_Work request_.
Review the material line by line. Identify and copy every line that contains the string "IntoIterator".

*** Data under study ***

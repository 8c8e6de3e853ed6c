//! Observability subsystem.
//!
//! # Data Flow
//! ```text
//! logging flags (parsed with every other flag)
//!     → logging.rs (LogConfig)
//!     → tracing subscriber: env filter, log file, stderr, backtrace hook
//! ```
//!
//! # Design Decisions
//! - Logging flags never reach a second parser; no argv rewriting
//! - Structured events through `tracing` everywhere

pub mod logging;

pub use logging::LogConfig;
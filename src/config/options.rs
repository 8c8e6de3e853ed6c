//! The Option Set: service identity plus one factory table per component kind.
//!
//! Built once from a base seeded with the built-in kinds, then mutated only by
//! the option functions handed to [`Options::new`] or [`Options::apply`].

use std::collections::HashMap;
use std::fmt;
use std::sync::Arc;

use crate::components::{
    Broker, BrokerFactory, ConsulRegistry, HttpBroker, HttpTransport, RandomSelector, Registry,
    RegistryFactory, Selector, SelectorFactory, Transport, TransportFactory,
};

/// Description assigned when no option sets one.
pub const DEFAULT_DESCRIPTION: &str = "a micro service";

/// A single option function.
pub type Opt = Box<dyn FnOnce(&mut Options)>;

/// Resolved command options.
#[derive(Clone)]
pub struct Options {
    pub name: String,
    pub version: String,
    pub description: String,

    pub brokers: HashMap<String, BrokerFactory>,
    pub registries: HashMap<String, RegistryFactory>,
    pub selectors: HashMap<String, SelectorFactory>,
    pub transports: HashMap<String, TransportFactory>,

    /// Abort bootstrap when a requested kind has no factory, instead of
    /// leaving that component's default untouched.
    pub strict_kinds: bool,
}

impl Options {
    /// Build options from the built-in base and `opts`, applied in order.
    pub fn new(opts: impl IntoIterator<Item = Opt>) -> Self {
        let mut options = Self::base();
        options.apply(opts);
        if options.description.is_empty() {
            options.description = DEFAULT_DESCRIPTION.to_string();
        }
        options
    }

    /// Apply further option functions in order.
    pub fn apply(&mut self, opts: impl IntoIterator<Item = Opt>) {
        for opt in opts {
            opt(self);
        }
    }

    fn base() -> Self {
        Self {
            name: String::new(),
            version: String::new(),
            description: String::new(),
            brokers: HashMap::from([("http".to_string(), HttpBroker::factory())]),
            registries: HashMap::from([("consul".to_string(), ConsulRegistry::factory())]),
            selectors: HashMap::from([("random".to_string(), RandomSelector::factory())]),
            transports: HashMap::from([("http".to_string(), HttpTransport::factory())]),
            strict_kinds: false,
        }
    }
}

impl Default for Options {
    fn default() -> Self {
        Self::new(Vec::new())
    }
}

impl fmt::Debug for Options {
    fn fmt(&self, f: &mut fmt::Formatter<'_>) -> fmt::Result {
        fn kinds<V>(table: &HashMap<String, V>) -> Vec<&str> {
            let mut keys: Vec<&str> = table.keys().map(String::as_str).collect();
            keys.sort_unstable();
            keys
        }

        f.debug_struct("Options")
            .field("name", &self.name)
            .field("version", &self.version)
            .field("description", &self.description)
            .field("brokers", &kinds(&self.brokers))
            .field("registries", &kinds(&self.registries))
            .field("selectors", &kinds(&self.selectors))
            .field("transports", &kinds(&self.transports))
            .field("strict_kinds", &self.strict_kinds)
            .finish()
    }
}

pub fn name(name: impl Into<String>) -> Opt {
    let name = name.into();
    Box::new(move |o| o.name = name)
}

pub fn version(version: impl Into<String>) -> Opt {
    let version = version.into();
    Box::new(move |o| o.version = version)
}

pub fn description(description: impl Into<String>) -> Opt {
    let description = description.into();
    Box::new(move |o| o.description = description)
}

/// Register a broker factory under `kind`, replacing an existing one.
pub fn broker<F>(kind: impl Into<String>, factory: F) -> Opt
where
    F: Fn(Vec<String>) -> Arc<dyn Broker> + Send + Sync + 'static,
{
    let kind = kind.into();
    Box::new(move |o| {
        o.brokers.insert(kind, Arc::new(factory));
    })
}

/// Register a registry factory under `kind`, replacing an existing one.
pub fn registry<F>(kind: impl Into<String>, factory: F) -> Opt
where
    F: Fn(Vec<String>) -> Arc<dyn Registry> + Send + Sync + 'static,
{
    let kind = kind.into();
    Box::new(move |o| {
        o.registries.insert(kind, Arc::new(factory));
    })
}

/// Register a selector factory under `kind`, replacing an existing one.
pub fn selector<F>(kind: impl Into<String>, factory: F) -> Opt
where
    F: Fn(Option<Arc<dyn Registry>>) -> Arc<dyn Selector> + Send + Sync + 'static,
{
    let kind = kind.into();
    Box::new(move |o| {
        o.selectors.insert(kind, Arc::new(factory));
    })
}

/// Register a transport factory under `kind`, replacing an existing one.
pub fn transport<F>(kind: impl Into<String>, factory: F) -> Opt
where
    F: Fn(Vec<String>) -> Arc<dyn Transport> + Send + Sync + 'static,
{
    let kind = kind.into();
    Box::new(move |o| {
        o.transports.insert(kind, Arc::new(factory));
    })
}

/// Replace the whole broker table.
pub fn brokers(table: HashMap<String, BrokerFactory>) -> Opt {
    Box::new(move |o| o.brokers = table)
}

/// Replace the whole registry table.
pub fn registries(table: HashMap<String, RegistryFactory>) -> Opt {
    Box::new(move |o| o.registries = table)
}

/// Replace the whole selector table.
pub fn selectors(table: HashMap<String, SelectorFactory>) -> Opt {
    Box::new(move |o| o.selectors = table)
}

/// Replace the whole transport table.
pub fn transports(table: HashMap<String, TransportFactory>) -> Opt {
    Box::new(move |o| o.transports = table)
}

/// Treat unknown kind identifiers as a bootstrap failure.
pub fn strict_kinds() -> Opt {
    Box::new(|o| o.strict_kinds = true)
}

***
*** Data under study ***

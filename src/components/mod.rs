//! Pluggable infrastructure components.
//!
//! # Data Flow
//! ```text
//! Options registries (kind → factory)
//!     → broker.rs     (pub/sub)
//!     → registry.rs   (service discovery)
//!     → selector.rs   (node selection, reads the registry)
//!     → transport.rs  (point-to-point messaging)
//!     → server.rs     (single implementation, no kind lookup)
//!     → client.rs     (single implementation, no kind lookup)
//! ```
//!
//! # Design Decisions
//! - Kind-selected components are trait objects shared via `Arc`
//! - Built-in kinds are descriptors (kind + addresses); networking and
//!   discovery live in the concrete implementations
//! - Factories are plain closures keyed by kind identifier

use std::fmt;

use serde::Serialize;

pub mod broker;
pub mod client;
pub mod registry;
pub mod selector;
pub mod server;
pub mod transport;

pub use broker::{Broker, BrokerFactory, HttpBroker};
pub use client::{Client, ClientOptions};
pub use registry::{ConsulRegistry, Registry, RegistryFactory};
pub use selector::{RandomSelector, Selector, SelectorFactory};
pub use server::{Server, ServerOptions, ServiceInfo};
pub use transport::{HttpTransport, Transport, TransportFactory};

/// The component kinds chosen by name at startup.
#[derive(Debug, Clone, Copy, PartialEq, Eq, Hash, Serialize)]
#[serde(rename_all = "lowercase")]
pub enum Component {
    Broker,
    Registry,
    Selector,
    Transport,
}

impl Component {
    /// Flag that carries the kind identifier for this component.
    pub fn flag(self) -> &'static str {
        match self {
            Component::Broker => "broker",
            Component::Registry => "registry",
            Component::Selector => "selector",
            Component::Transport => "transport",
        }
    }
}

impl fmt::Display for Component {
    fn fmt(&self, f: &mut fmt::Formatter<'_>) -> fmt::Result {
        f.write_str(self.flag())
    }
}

***
*** Data under study ***

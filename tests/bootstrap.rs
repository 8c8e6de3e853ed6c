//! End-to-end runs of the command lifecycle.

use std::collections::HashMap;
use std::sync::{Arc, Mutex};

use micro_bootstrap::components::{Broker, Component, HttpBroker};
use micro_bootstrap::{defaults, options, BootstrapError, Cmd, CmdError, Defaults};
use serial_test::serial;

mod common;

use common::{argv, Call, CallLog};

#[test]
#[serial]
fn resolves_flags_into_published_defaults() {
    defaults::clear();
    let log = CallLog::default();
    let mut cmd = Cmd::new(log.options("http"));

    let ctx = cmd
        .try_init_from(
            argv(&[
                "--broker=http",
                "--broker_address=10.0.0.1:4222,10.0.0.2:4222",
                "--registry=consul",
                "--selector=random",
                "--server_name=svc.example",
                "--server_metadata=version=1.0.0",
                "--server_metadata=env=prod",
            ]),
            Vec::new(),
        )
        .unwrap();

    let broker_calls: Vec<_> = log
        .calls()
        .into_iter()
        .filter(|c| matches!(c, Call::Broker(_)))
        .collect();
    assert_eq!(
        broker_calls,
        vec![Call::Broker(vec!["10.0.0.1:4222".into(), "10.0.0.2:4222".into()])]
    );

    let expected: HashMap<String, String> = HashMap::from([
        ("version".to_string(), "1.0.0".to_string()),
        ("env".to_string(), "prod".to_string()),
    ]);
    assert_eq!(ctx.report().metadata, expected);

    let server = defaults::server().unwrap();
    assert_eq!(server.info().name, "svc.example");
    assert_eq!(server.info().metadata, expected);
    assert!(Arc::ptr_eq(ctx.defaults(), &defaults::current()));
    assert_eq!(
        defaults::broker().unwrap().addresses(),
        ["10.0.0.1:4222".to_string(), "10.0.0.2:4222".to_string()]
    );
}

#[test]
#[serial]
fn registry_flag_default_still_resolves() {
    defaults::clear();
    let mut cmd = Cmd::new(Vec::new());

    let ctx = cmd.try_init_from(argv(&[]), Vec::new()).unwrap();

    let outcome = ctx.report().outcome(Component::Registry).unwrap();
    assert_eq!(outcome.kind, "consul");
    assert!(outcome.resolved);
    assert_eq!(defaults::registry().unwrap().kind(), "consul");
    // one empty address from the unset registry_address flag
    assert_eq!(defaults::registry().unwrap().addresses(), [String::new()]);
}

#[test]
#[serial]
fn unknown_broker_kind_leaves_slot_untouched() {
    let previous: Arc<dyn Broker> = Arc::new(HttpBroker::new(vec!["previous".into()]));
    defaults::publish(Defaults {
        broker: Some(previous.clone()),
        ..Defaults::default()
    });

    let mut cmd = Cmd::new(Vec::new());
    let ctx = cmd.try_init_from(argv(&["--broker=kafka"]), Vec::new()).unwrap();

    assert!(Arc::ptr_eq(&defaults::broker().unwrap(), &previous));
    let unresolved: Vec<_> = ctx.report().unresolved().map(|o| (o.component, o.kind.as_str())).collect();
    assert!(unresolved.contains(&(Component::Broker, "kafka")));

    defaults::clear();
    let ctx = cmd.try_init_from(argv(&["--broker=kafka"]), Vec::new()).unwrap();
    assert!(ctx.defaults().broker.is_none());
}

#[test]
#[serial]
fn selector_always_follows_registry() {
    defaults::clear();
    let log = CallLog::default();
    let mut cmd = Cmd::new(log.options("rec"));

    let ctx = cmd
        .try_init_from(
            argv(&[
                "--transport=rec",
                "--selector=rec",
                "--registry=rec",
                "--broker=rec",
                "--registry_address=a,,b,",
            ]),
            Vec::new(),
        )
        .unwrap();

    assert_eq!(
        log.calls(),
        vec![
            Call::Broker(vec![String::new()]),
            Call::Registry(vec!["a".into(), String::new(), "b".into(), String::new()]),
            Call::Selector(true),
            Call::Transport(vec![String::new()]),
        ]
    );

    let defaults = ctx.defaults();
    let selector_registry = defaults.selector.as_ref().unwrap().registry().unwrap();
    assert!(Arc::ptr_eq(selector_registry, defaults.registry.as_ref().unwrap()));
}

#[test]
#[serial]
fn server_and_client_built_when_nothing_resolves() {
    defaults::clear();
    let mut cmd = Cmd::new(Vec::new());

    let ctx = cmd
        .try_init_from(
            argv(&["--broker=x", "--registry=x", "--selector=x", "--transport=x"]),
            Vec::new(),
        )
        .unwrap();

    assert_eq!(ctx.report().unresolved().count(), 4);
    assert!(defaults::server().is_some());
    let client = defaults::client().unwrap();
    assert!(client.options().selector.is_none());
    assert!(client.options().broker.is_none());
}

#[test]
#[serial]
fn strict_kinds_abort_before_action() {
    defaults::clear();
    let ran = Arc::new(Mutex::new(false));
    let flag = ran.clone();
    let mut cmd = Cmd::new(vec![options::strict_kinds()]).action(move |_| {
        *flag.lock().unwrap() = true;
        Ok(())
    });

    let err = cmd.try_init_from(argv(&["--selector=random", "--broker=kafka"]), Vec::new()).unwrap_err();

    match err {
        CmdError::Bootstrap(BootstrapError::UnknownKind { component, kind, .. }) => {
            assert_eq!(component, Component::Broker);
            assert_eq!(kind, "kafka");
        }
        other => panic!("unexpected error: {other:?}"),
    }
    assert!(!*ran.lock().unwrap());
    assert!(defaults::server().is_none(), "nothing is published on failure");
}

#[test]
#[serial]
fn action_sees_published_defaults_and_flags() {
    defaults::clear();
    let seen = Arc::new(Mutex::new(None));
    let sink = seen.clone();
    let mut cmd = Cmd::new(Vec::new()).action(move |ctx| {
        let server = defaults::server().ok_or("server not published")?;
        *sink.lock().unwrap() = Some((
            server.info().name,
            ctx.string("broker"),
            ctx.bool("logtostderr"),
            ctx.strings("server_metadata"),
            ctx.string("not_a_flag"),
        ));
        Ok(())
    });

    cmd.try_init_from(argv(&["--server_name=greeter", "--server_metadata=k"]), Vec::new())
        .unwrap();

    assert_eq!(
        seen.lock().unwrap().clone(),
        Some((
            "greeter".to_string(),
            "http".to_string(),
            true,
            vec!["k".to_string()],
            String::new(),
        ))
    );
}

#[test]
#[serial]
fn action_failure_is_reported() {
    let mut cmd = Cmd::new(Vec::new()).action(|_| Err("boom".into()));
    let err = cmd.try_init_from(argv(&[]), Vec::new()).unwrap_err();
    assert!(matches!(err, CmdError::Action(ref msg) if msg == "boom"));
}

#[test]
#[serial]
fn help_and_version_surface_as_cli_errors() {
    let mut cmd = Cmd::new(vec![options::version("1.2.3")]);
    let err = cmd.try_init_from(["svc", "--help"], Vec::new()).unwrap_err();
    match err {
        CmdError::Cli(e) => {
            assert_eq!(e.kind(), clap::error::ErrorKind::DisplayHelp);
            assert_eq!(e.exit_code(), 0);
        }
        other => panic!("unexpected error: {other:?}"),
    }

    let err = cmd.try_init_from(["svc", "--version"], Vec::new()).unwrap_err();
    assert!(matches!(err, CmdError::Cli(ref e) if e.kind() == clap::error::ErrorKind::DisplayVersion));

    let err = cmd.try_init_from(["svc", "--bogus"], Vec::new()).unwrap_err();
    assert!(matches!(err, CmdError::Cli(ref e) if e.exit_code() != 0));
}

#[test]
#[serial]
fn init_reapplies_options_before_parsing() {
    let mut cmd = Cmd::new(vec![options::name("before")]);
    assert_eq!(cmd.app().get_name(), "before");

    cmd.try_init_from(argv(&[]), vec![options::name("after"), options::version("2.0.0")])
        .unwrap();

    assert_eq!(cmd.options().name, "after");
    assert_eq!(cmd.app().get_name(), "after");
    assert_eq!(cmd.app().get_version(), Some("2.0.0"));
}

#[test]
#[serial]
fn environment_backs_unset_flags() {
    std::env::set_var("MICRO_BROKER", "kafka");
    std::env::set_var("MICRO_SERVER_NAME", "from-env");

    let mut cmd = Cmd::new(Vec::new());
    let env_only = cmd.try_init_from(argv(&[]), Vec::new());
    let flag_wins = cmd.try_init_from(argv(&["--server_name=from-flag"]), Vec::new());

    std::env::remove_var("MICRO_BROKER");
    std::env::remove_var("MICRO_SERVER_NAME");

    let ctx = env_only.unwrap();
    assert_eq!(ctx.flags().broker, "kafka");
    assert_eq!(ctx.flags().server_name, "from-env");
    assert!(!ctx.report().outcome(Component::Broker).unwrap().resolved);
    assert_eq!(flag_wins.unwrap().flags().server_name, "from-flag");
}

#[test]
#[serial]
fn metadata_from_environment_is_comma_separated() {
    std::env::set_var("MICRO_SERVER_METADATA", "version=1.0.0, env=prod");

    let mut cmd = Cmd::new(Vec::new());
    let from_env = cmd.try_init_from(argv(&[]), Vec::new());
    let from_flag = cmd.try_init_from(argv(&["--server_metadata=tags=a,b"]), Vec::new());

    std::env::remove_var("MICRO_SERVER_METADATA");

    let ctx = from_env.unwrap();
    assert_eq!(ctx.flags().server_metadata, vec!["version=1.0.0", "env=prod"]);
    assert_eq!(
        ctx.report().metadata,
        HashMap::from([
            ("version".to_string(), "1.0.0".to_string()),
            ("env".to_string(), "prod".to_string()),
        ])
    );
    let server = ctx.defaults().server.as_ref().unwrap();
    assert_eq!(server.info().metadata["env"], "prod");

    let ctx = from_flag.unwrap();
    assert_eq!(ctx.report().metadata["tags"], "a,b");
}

***

_Result of the task_.
    pub fn new(opts: impl IntoIterator<Item = Opt>) -> Self {
    pub fn apply(&mut self, opts: impl IntoIterator<Item = Opt>) {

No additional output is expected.